As others have pointed out, Batman is not a mythic hero like Superman, but the anti-myth hero, the mortal slayer of gods, the idealized self-made modern man whose every faculty is sharpened into a weapon. He not only takes up arms against the likes of Joker, but also other myths of the DC Universe, including Superman — most famously in Frank Miller’s Batman: The Dark Knight Returns (1986). How can this Batman exist in the same universe as Phillips’ Joker? To eliminate the new Joker, he needs the right ally, not the right foe. He doesn’t need Batman, but a hug and some therapy. The Batman has always been the troubled brooding anti-myth, but to share the world with Phillips’ Joker, he too must be flattened. He too must be just “crazy.” What will their struggle be now, except a fist-fight between two psychiatric patients?

I’m not invested in the future of comic book characters. But there is a question I think worthwhile: What need did we have of the mythic Joker in the first place, or for that matter of any modern myth? Is the new Joker in fact a loss?

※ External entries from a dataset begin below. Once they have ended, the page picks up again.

//! Format string scanning and token classification
//!
//! A format string is plain text with embedded placeholders of the shape
//! `%{NAME}%`, where `NAME` consists of uppercase letters, digits, and
//! underscores. Two markers may precede the name: `!` (override) demotes a
//! reserved token to ordinary handling, `*` (dynamic) defers the token's
//! value to log time. A backslash immediately before `%{` escapes the
//! placeholder: it is excluded from classification and rendered literally.
//!
//! Classification sorts every token name into exactly one of three sets
//! (special, dynamic, static) or rejects the format string with a typed
//! error. The same scanner drives substitution at render time.

use std::collections::{BTreeMap, BTreeSet, HashMap};

use super::error::{LoggerError, Result};

/// Token carrying the caller-supplied message text. Mandatory in every
/// format string and never bindable to a parameter value.
pub const MESSAGE_TOKEN: &str = "MESSAGE";
/// Token carrying the rendered severity name.
pub const LEVEL_TOKEN: &str = "LEVEL";
/// Token carrying the clock collaborator's timestamp.
pub const TIME_TOKEN: &str = "TIME";

/// The closed set of reserved token names.
pub const RESERVED_TOKENS: [&str; 3] = [MESSAGE_TOKEN, LEVEL_TOKEN, TIME_TOKEN];

pub fn is_reserved(name: &str) -> bool {
    RESERVED_TOKENS.contains(&name)
}

/// One placeholder occurrence inside a format string.
#[derive(Debug, Clone, Copy, PartialEq, Eq)]
pub(crate) struct Placeholder<'a> {
    pub name: &'a str,
    pub escaped: bool,
    pub overridden: bool,
    pub dynamic: bool,
    /// The placeholder text from `%{` through `}%`, escape marker excluded.
    pub raw: &'a str,
}

/// A format string split into literal runs and placeholder occurrences.
#[derive(Debug, Clone, Copy, PartialEq, Eq)]
pub(crate) enum Segment<'a> {
    Literal(&'a str),
    Placeholder(Placeholder<'a>),
}

struct ParsedBody<'a> {
    name: &'a str,
    overridden: bool,
    dynamic: bool,
    end: usize,
}

/// Try to parse a placeholder starting at `start` (the `%` of `%{`).
///
/// Marker order is fixed: override before dynamic. Anything that does not
/// close with `}%` directly after the name is not a placeholder.
fn parse_body(format: &str, start: usize) -> Option<ParsedBody<'_>> {
    let bytes = format.as_bytes();
    let mut pos = start + 2;

    let overridden = bytes.get(pos) == Some(&b'!');
    if overridden {
        pos += 1;
    }
    let dynamic = bytes.get(pos) == Some(&b'*');
    if dynamic {
        pos += 1;
    }

    let name_start = pos;
    while pos < bytes.len() && matches!(bytes[pos], b'A'..=b'Z' | b'0'..=b'9' | b'_') {
        pos += 1;
    }

    if bytes.get(pos) != Some(&b'}') || bytes.get(pos + 1) != Some(&b'%') {
        return None;
    }

    Some(ParsedBody {
        name: &format[name_start..pos],
        overridden,
        dynamic,
        end: pos + 2,
    })
}

/// Split a format string into literal and placeholder segments.
///
/// The escaping backslash is excluded from the literal segment preceding an
/// escaped placeholder, so rendering a segment list reproduces the intended
/// output text verbatim.
pub(crate) fn scan(format: &str) -> Vec<Segment<'_>> {
    let bytes = format.as_bytes();
    let mut segments = Vec::new();
    let mut literal_start = 0;
    let mut pos = 0;

    while pos < bytes.len() {
        if bytes[pos] == b'%' && bytes.get(pos + 1) == Some(&b'{') {
            if let Some(body) = parse_body(format, pos) {
                let escaped = pos > 0 && bytes[pos - 1] == b'\\';
                let literal_end = if escaped { pos - 1 } else { pos };
                if literal_end > literal_start {
                    segments.push(Segment::Literal(&format[literal_start..literal_end]));
                }
                segments.push(Segment::Placeholder(Placeholder {
                    name: body.name,
                    escaped,
                    overridden: body.overridden,
                    dynamic: body.dynamic,
                    raw: &format[pos..body.end],
                }));
                pos = body.end;
                literal_start = pos;
                continue;
            }
        }
        pos += 1;
    }

    if literal_start < bytes.len() {
        segments.push(Segment::Literal(&format[literal_start..]));
    }

    segments
}

/// Classification state of one token name, tracked across the scan.
///
/// Absence from the table is the implicit `Unseen` state; the only legal
/// transitions are out of it, so a second classification of any name is a
/// duplicate regardless of the target state.
#[derive(Debug, Clone, Copy, PartialEq, Eq)]
enum TokenState {
    Special,
    Dynamic,
    Static,
}

/// The classified token sets of a valid format string.
///
/// `special` holds the un-overridden reserved names whose values are
/// resolved by the runtime (`LEVEL`, `TIME`); the mandatory `MESSAGE`
/// presence is implied by successful classification and not stored.
/// `dynamic` names receive their values per log call; `statics` names are
/// bound to fixed values at configuration time.
#[derive(Debug, Clone, Default, PartialEq, Eq)]
pub struct TokenSets {
    pub special: BTreeSet<String>,
    pub dynamic: BTreeSet<String>,
    pub statics: HashMap<String, String>,
}

/// Classify every placeholder of `format` against `parameters`.
///
/// Runs left-to-right and fails on the first violated rule. Escaped
/// placeholders are skipped entirely. On success the returned sets are
/// exactly what a [`FormatTemplate`](super::template::FormatTemplate)
/// stores; classification has no side effects and is idempotent.
pub fn classify(format: &str, parameters: &HashMap<String, String>) -> Result<TokenSets> {
    let mut states: BTreeMap<&str, TokenState> = BTreeMap::new();

    for segment in scan(format) {
        let ph = match segment {
            Segment::Placeholder(ph) if !ph.escaped => ph,
            _ => continue,
        };

        if ph.name.is_empty() {
            return Err(LoggerError::EmptyTokenName);
        }

        let reserved = is_reserved(ph.name);
        if ph.dynamic && reserved && !ph.overridden {
            return Err(LoggerError::illegal_dynamic_marker(ph.name));
        }
        if ph.overridden && !reserved {
            return Err(LoggerError::illegal_override(ph.name));
        }

        let target = if reserved && !ph.overridden {
            TokenState::Special
        } else if ph.dynamic {
            TokenState::Dynamic
        } else {
            TokenState::Static
        };

        if states.insert(ph.name, target).is_some() {
            return Err(LoggerError::duplicate_token(ph.name));
        }
    }

    // Every format must render the caller's message through an un-overridden
    // MESSAGE placeholder. Presence is tracked here, independent of the
    // stored sets.
    if states.get(MESSAGE_TOKEN) != Some(&TokenState::Special) {
        return Err(LoggerError::MissingMessageToken);
    }

    // Reserved values come from the runtime, never from the parameter map,
    // so a reserved name demoted into the static set has nowhere to get a
    // value from.
    for (name, state) in &states {
        if *state == TokenState::Static && is_reserved(name) {
            return Err(LoggerError::reserved_misuse(*name));
        }
    }

    let mut sets = TokenSets::default();
    for (name, state) in &states {
        match state {
            TokenState::Special => {
                if *name != MESSAGE_TOKEN {
                    sets.special.insert((*name).to_string());
                }
            }
            TokenState::Dynamic => {
                sets.dynamic.insert((*name).to_string());
            }
            TokenState::Static => {
                let value = parameters
                    .get(*name)
                    .ok_or_else(|| LoggerError::missing_binding(*name))?;
                sets.statics.insert((*name).to_string(), value.clone());
            }
        }
    }

    // Cross-check the parameter map itself, in sorted order so the failing
    // key is deterministic. A key classified dynamic collides with the
    // per-call value; a key classified special, or any unconsumed reserved
    // key, tries to feed a runtime-supplied token from the parameter map.
    let mut keys: Vec<&String> = parameters.keys().collect();
    keys.sort();
    for key in keys {
        match states.get(key.as_str()).copied() {
            Some(TokenState::Dynamic) => return Err(LoggerError::duplicate_token(key)),
            Some(TokenState::Special) => return Err(LoggerError::reserved_misuse(key)),
            Some(TokenState::Static) => {}
            None => {
                if is_reserved(key) {
                    return Err(LoggerError::reserved_misuse(key));
                }
            }
        }
    }

    Ok(sets)
}
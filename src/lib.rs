//! # Template Logger System
//!
//! A template-driven Rust logging core with validated placeholder formats,
//! level flag filtering, and multiple output destinations.
//!
//! ## Features
//!
//! - **Validated Formats**: every format string is classified and checked
//!   before a message can be rendered through it
//! - **Placeholder Grammar**: static, dynamic, and reserved tokens with
//!   escape and override markers
//! - **Level Flags**: exact bit-set filtering over severities
//! - **Multiple Destinations**: console and file sinks, extensible through
//!   the `Sink` trait

pub mod core;
pub mod macros;
pub mod sinks;

pub mod prelude {
    pub use crate::core::{
        presets, Clock, Destination, DispatchReport, FlagValue, Flags, FormatTemplate,
        LogLevel, LogLevelFlags, Logger, LoggerBuilder, LoggerError, Result, Sink,
        SinkFailure, SystemClock, TimestampFormat, DEFAULT_FORMAT_STRING,
    };
    #[cfg(feature = "console")]
    pub use crate::sinks::ConsoleSink;
    #[cfg(feature = "file")]
    pub use crate::sinks::FileSink;
}

pub use crate::core::{
    classify, is_reserved, presets, Clock, Destination, DispatchReport, FlagValue, Flags,
    FormatTemplate, LogLevel, LogLevelFlags, Logger, LoggerBuilder, LoggerError, Result,
    Sink, SinkFailure, SystemClock, TimestampFormat, TokenSets, DEFAULT_FORMAT_STRING,
    LEVEL_TOKEN, MESSAGE_TOKEN, RESERVED_TOKENS, TIME_TOKEN,
};

#[cfg(feature = "console")]
pub use crate::sinks::ConsoleSink;
#[cfg(feature = "file")]
pub use crate::sinks::FileSink;
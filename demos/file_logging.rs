//! File logging example
//!
//! Demonstrates fan-out to console and file destinations and runtime
//! destination changes.
//!
//! Run with: cargo run --example file_logging

use std::collections::HashMap;
use template_logger_system::prelude::*;

fn main() -> Result<()> {
    println!("=== Template Logger System - File Logging Example ===\n");

    let log_path = std::env::temp_dir().join("template_logger_demo.log");
    println!("Writing to: {}\n", log_path.display());

    let mut logger = Logger::builder()
        .format(FormatTemplate::standard())
        .destination(Destination::Console)
        .destination(Destination::File)
        .levels(&[LogLevel::Info, LogLevel::Warn, LogLevel::Error])
        .sink(ConsoleSink::with_colors(false))
        .sink(FileSink::new(&log_path)?)
        .build();

    println!("1. Both destinations active:");
    let report = logger.info("written to console and file")?;
    println!("   delivered to {} sink(s)", report.delivered);

    println!("\n2. Console removed, file keeps receiving:");
    logger.remove_destination(Destination::Console);
    let report = logger.warn("file only")?;
    println!("   delivered to {} sink(s)", report.delivered);

    println!("\n3. Per-call dynamic values:");
    logger.add_destination(Destination::Console);
    let template = FormatTemplate::new(
        "[%{TIME}%] %{*TASK}% -> %{MESSAGE}%",
        HashMap::new(),
    )?;
    let index = logger.add_format(template);
    let values = HashMap::from([("TASK".to_string(), "cleanup".to_string())]);
    logger.log("finished", &values, index, LogLevel::Info)?;

    logger.flush()?;

    let written = std::fs::read_to_string(&log_path)?;
    println!("\nFile now contains {} line(s)", written.lines().count());

    println!("\n=== Example completed successfully! ===");
    Ok(())
}
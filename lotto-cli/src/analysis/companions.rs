use lotto_db::models::DrawRecord;

/// Numéros tirés aux côtés de tous les numéros de `required`.
///
/// Pour chaque tirage contenant l'ensemble de `required`, ajoute ses autres
/// numéros au résultat. Les doublons entre tirages sont conservés : ce sont eux
/// qui donnent le poids de chaque numéro. Aucun tirage correspondant donne un
/// résultat vide.
pub fn companion_candidates<S: AsRef<str>>(draws: &[DrawRecord], required: &[S]) -> Vec<String> {
    let is_required = |n: &str| required.iter().any(|r| r.as_ref() == n);

    let mut candidates = Vec::new();
    let mut matching = 0usize;
    for draw in draws.iter().filter(|d| d.contains_all(required)) {
        matching += 1;
        candidates.extend(draw.numbers.iter().filter(|n| !is_required(n)).cloned());
    }

    log::debug!(
        "{matching} tirage(s) contiennent {:?}, {} numéros associés",
        required.iter().map(|r| r.as_ref()).collect::<Vec<_>>(),
        candidates.len()
    );
    candidates
}

#[cfg(test)]
mod tests {
    use super::*;
    use crate::analysis::most_common;
    use crate::error::SuggestError;

    fn draws() -> Vec<DrawRecord> {
        [
            ("1", ["A", "B", "C"], "X"),
            ("2", ["A", "D", "C"], "Y"),
            ("3", ["A", "B", "E"], "X"),
        ]
        .iter()
        .map(|(id, nums, bonus)| {
            DrawRecord::new(*id, nums.iter().map(|n| n.to_string()).collect(), *bonus)
        })
        .collect()
    }

    #[test]
    fn test_companions_of_single_number() {
        let candidates = companion_candidates(&draws(), &["A"]);
        assert_eq!(candidates, vec!["B", "C", "D", "C", "B", "E"]);
    }

    #[test]
    fn test_companion_tie_resolves_to_first_seen() {
        let candidates = companion_candidates(&draws(), &["A"]);
        assert_eq!(most_common(&candidates, "numéro associé").unwrap(), "B");
    }

    #[test]
    fn test_only_matching_rows_contribute() {
        let candidates = companion_candidates(&draws(), &["A", "C"]);
        assert_eq!(candidates, vec!["B", "D"]);
    }

    #[test]
    fn test_never_returns_required_numbers() {
        let draws = draws();
        let required_sets: [&[&str]; 4] = [&["A"], &["B"], &["A", "B"], &["C", "A"]];
        for required in required_sets {
            let candidates = companion_candidates(&draws, required);
            assert!(
                candidates.iter().all(|c| !required.contains(&c.as_str())),
                "{required:?} -> {candidates:?}"
            );
        }
    }

    #[test]
    fn test_bonus_does_not_satisfy_requirement() {
        assert!(companion_candidates(&draws(), &["X"]).is_empty());
    }

    #[test]
    fn test_no_match_is_empty_population() {
        let candidates = companion_candidates(&draws(), &["A", "B", "Z"]);
        assert!(candidates.is_empty());
        assert!(matches!(
            most_common(&candidates, "numéro associé"),
            Err(SuggestError::EmptyPopulation { .. })
        ));
    }
}
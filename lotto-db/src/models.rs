use serde::{Deserialize, Serialize};

/// Un tirage historique : identifiant (date), numéros tirés dans l'ordre, numéro bonus.
///
/// Les numéros sont gardés tels qu'ils apparaissent dans le fichier (jetons opaques).
#[derive(Debug, Clone, PartialEq, Eq, Serialize, Deserialize)]
pub struct DrawRecord {
    pub id: String,
    pub numbers: Vec<String>,
    pub bonus: String,
}

impl DrawRecord {
    pub fn new(id: impl Into<String>, numbers: Vec<String>, bonus: impl Into<String>) -> Self {
        Self {
            id: id.into(),
            numbers,
            bonus: bonus.into(),
        }
    }

    pub fn contains(&self, number: &str) -> bool {
        self.numbers.iter().any(|n| n == number)
    }

    /// Vrai si chaque numéro de `required` figure parmi les numéros tirés.
    pub fn contains_all<S: AsRef<str>>(&self, required: &[S]) -> bool {
        required.iter().all(|r| self.contains(r.as_ref()))
    }
}

#[derive(Debug, Clone, PartialEq, Eq, Serialize, Deserialize)]
pub struct Suggestion {
    pub numbers: Vec<String>,
    pub bonus: String,
    /// La combinaison complète figure déjà dans l'historique.
    pub previously_drawn: bool,
}

impl Suggestion {
    pub fn numbers_joined(&self) -> String {
        self.numbers.join(", ")
    }
}

#[cfg(test)]
mod tests {
    use super::*;

    fn record(numbers: &[&str]) -> DrawRecord {
        DrawRecord::new(
            "2023-01-07",
            numbers.iter().map(|n| n.to_string()).collect(),
            "9",
        )
    }

    #[test]
    fn test_contains_all() {
        let draw = record(&["1", "12", "23", "34"]);
        assert!(draw.contains_all(&["12", "34"]));
        assert!(!draw.contains_all(&["12", "35"]));
    }

    #[test]
    fn test_contains_all_empty_required() {
        let draw = record(&["1", "2"]);
        let required: [&str; 0] = [];
        assert!(draw.contains_all(&required));
    }

    #[test]
    fn test_bonus_not_a_drawn_number() {
        let draw = record(&["1", "2"]);
        assert!(!draw.contains("9"));
    }

    #[test]
    fn test_numbers_joined() {
        let sug = Suggestion {
            numbers: vec!["7".into(), "13".into(), "42".into()],
            bonus: "3".into(),
            previously_drawn: false,
        };
        assert_eq!(sug.numbers_joined(), "7, 13, 42");
    }
}
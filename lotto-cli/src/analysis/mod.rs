pub mod companions;
pub mod history;
pub mod suggest;

use std::collections::HashMap;

use crate::error::SuggestError;
use lotto_db::models::DrawRecord;

/// Table de fréquences qui conserve l'ordre de première apparition.
///
/// L'ordre d'insertion sert de critère de départage : à égalité, la valeur vue
/// en premier l'emporte.
#[derive(Debug, Clone, Default)]
pub struct FrequencyTable {
    entries: Vec<(String, u32)>,
    index: HashMap<String, usize>,
}

impl FrequencyTable {
    pub fn new() -> Self {
        Self::default()
    }

    pub fn add(&mut self, value: &str) {
        match self.index.get(value) {
            Some(&i) => self.entries[i].1 += 1,
            None => {
                self.index.insert(value.to_string(), self.entries.len());
                self.entries.push((value.to_string(), 1));
            }
        }
    }

    pub fn count(&self, value: &str) -> u32 {
        self.index.get(value).map(|&i| self.entries[i].1).unwrap_or(0)
    }

    pub fn len(&self) -> usize {
        self.entries.len()
    }

    pub fn is_empty(&self) -> bool {
        self.entries.is_empty()
    }

    pub fn total(&self) -> u32 {
        self.entries.iter().map(|(_, c)| c).sum()
    }

    /// Valeur la plus fréquente, la première rencontrée en cas d'égalité.
    pub fn most_common(&self) -> Option<(&str, u32)> {
        let mut best: Option<(&str, u32)> = None;
        for (value, count) in &self.entries {
            if best.is_none_or(|(_, c)| *count > c) {
                best = Some((value.as_str(), *count));
            }
        }
        best
    }

    /// Les `n` valeurs les plus fréquentes, égalités dans l'ordre d'apparition.
    pub fn ranked(&self, n: usize) -> Vec<(&str, u32)> {
        let mut sorted: Vec<(&str, u32)> = self
            .entries
            .iter()
            .map(|(v, c)| (v.as_str(), *c))
            .collect();
        // sort_by est stable : l'ordre d'apparition départage les égalités
        sorted.sort_by(|a, b| b.1.cmp(&a.1));
        sorted.truncate(n);
        sorted
    }
}

impl<S: AsRef<str>> FromIterator<S> for FrequencyTable {
    fn from_iter<I: IntoIterator<Item = S>>(iter: I) -> Self {
        let mut table = FrequencyTable::new();
        for value in iter {
            table.add(value.as_ref());
        }
        table
    }
}

/// Valeur la plus fréquente de `items`. `population` nomme ce qui est compté
/// dans le journal et dans l'erreur si `items` est vide.
pub fn most_common<S: AsRef<str>>(items: &[S], population: &str) -> Result<String, SuggestError> {
    let table: FrequencyTable = items.iter().map(|s| s.as_ref()).collect();
    let (value, count) = table
        .most_common()
        .ok_or_else(|| SuggestError::empty(population))?;
    log::debug!("Le {population} le plus fréquent est : {value} ({count} fois)");
    Ok(value.to_string())
}

/// Tables de fréquences des numéros tirés et des numéros bonus sur tout l'historique.
pub fn compute_frequencies(draws: &[DrawRecord]) -> (FrequencyTable, FrequencyTable) {
    let mut numbers = FrequencyTable::new();
    let mut bonus = FrequencyTable::new();
    for draw in draws {
        for n in &draw.numbers {
            numbers.add(n);
        }
        bonus.add(&draw.bonus);
    }
    (numbers, bonus)
}
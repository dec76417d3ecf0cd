use lotto_db::models::DrawRecord;

/// Vrai si un tirage de l'historique contient tous les numéros de `candidate`.
pub fn combination_exists<S: AsRef<str>>(candidate: &[S], draws: &[DrawRecord]) -> bool {
    match draws.iter().find(|d| d.contains_all(candidate)) {
        Some(draw) => {
            log::debug!(
                "Combinaison {:?} trouvée dans le tirage {}",
                candidate.iter().map(|c| c.as_ref()).collect::<Vec<_>>(),
                draw.id
            );
            true
        }
        None => false,
    }
}
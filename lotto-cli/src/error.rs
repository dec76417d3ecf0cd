use std::path::PathBuf;

use thiserror::Error;

/// Échec de récupération d'une année. Jamais fatal : l'année est simplement absente.
#[derive(Debug, Error)]
pub enum FetchError {
    #[error("requête HTTP échouée pour {year}: {source}")]
    Http {
        year: i32,
        #[source]
        source: reqwest::Error,
    },

    #[error("statut HTTP {status} pour {year} ({url})")]
    Status { year: i32, status: u16, url: String },

    #[error("impossible d'enregistrer l'année {year}: {source}")]
    Save {
        year: i32,
        #[source]
        source: anyhow::Error,
    },
}

#[derive(Debug, Error)]
pub enum ParseErrorKind {
    #[error("ouverture impossible: {0}")]
    Open(#[source] csv::Error),

    #[error("lecture CSV ligne {line}: {source}")]
    Csv {
        line: u64,
        #[source]
        source: csv::Error,
    },

    #[error("ligne {line} malformée : {fields} champ(s), au moins 3 attendus")]
    TooFewFields { line: u64, fields: usize },
}

/// Échec de lecture d'un fichier : le fichier entier est ignoré.
#[derive(Debug, Error)]
#[error("erreur de traitement du fichier {}: {kind}", .path.display())]
pub struct FileParseError {
    pub path: PathBuf,
    #[source]
    pub kind: ParseErrorKind,
}

#[derive(Debug, Error)]
pub enum SuggestError {
    #[error("aucune donnée pour déterminer le {population} le plus fréquent")]
    EmptyPopulation { population: String },

    #[error("la combinaison {} (bonus {bonus}) a déjà été tirée", .numbers.join(", "))]
    AlreadyDrawn { numbers: Vec<String>, bonus: String },

    #[error("le nombre de numéros à suggérer doit être au moins 1")]
    InvalidPicks,
}

impl SuggestError {
    pub fn empty(population: impl Into<String>) -> Self {
        SuggestError::EmptyPopulation {
            population: population.into(),
        }
    }
}
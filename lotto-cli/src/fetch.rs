use std::ops::RangeInclusive;
use std::path::Path;
use std::time::Duration;

use anyhow::Result;

use crate::error::FetchError;
use lotto_db::store::{save_year, year_file_path};

/// Source des résultats annuels bruts.
pub trait YearSource {
    fn fetch_year(&self, year: i32) -> Result<String, FetchError>;
}

pub struct HttpSource {
    client: reqwest::blocking::Client,
    base_url: String,
}

impl HttpSource {
    pub fn new(base_url: &str, timeout_secs: u64) -> Result<Self> {
        let client = reqwest::blocking::Client::builder()
            .timeout(Duration::from_secs(timeout_secs))
            .build()?;
        Ok(Self {
            client,
            base_url: base_url.trim_end_matches('/').to_string(),
        })
    }

    pub fn year_url(&self, year: i32) -> String {
        format!("{}-{}.csv", self.base_url, year)
    }
}

impl YearSource for HttpSource {
    fn fetch_year(&self, year: i32) -> Result<String, FetchError> {
        let url = self.year_url(year);
        log::debug!("Téléchargement de {url}");

        let response = self
            .client
            .get(&url)
            .send()
            .map_err(|source| FetchError::Http { year, source })?;

        let status = response.status();
        if !status.is_success() {
            return Err(FetchError::Status {
                year,
                status: status.as_u16(),
                url,
            });
        }

        response
            .text()
            .map_err(|source| FetchError::Http { year, source })
    }
}

#[derive(Debug, Default)]
pub struct SyncReport {
    pub fetched: Vec<i32>,
    pub cached: Vec<i32>,
    pub failed: Vec<i32>,
}

/// Télécharge chaque année manquante dans le répertoire de données.
///
/// Une année passée déjà présente n'est pas retéléchargée ; l'année en cours
/// l'est toujours. Un échec est journalisé et laisse le fichier absent ou
/// inchangé.
pub fn sync_years(
    source: &impl YearSource,
    data_dir: &Path,
    prefix: &str,
    years: RangeInclusive<i32>,
    current_year: i32,
) -> SyncReport {
    let mut report = SyncReport::default();

    for year in years {
        let path = year_file_path(data_dir, prefix, year);
        if path.exists() && year != current_year {
            log::debug!("{year} ignorée : données déjà présentes");
            report.cached.push(year);
            continue;
        }

        let saved = source.fetch_year(year).and_then(|content| {
            save_year(data_dir, prefix, year, &content)
                .map_err(|e| FetchError::Save { year, source: e })
        });

        match saved {
            Ok(path) => {
                log::debug!("{year} enregistrée dans {}", path.display());
                report.fetched.push(year);
            }
            Err(e) => {
                log::error!("{e}");
                log::warn!("Échec de récupération pour {year}");
                report.failed.push(year);
            }
        }
    }

    log::info!(
        "Synchronisation : {} téléchargée(s), {} en cache, {} échec(s)",
        report.fetched.len(),
        report.cached.len(),
        report.failed.len()
    );
    report
}

#[cfg(test)]
mod tests {
    use super::*;
    use std::cell::RefCell;

    struct FakeSource {
        failing: Vec<i32>,
        calls: RefCell<Vec<i32>>,
    }

    impl FakeSource {
        fn new(failing: &[i32]) -> Self {
            Self {
                failing: failing.to_vec(),
                calls: RefCell::new(Vec::new()),
            }
        }
    }

    impl YearSource for FakeSource {
        fn fetch_year(&self, year: i32) -> Result<String, FetchError> {
            self.calls.borrow_mut().push(year);
            if self.failing.contains(&year) {
                return Err(FetchError::Status {
                    year,
                    status: 404,
                    url: format!("fake-{year}.csv"),
                });
            }
            Ok(format!("Datum;1;2;Bonus\n{year}-01-01;1;2;3\n"))
        }
    }

    #[test]
    fn test_sync_downloads_missing_years() {
        let dir = tempfile::tempdir().unwrap();
        let source = FakeSource::new(&[]);

        let report = sync_years(&source, dir.path(), "lotto", 2001..=2003, 2026);
        assert_eq!(report.fetched, vec![2001, 2002, 2003]);
        assert!(dir.path().join("lotto-2002.csv").exists());
    }

    #[test]
    fn test_sync_skips_existing_past_year() {
        let dir = tempfile::tempdir().unwrap();
        save_year(dir.path(), "lotto", 2001, "ancien").unwrap();
        let source = FakeSource::new(&[]);

        let report = sync_years(&source, dir.path(), "lotto", 2001..=2002, 2026);
        assert_eq!(report.cached, vec![2001]);
        assert_eq!(report.fetched, vec![2002]);
        assert_eq!(*source.calls.borrow(), vec![2002]);
        let kept = std::fs::read_to_string(dir.path().join("lotto-2001.csv")).unwrap();
        assert_eq!(kept, "ancien");
    }

    #[test]
    fn test_sync_refreshes_current_year() {
        let dir = tempfile::tempdir().unwrap();
        save_year(dir.path(), "lotto", 2026, "ancien").unwrap();
        let source = FakeSource::new(&[]);

        let report = sync_years(&source, dir.path(), "lotto", 2026..=2026, 2026);
        assert_eq!(report.fetched, vec![2026]);
        let refreshed = std::fs::read_to_string(dir.path().join("lotto-2026.csv")).unwrap();
        assert!(refreshed.starts_with("Datum"));
    }

    #[test]
    fn test_sync_failure_is_not_fatal() {
        let dir = tempfile::tempdir().unwrap();
        let source = FakeSource::new(&[2002]);

        let report = sync_years(&source, dir.path(), "lotto", 2001..=2003, 2026);
        assert_eq!(report.failed, vec![2002]);
        assert_eq!(report.fetched, vec![2001, 2003]);
        assert!(!dir.path().join("lotto-2002.csv").exists());
    }

    #[test]
    fn test_failed_current_year_keeps_stale_file() {
        let dir = tempfile::tempdir().unwrap();
        save_year(dir.path(), "lotto", 2026, "ancien").unwrap();
        let source = FakeSource::new(&[2026]);

        let report = sync_years(&source, dir.path(), "lotto", 2026..=2026, 2026);
        assert_eq!(report.failed, vec![2026]);
        let kept = std::fs::read_to_string(dir.path().join("lotto-2026.csv")).unwrap();
        assert_eq!(kept, "ancien");
    }

    #[test]
    fn test_year_url() {
        let source = HttpSource::new("https://example.org/lotto-gamedata-NL/", 5).unwrap();
        assert_eq!(
            source.year_url(2004),
            "https://example.org/lotto-gamedata-NL-2004.csv"
        );
    }
}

*Superman seems to me to be a meta-myth. I don’t use the suffix as it is often used to mean ironically self-referential. A meta-myth gains its character by overlaying another myth. In this case, the character of the Superman mythos rests on a deeper Messianic archetypal narrative sourced in the Christian tradition. This is not a controversial point. The parallels between the Superman myth and the gospel of Christ are often noted: The two have much in common as otherworldly visitors whose mild manners betray profound salvific power. (The two are even occasionally confused. In season nine of The Simpsons, an imperiled Homer cries out: “I’m not normally a praying man, but if you’re up there, please save me, Superman!”) I’ve never seen it done, but I would not be surprised if at some point a pastor somewhere opened his introduction to the gospel with “Jesus is a lot like Superman” and then listed points of comparison. This would show a meta-myth is more accessible to members of the culture than the deep-myth, and the archetypal character of the former is not intrinsic but derivative of the latter.

**That honor goes to Frank Miller’s Daredevil: Born Again (1986).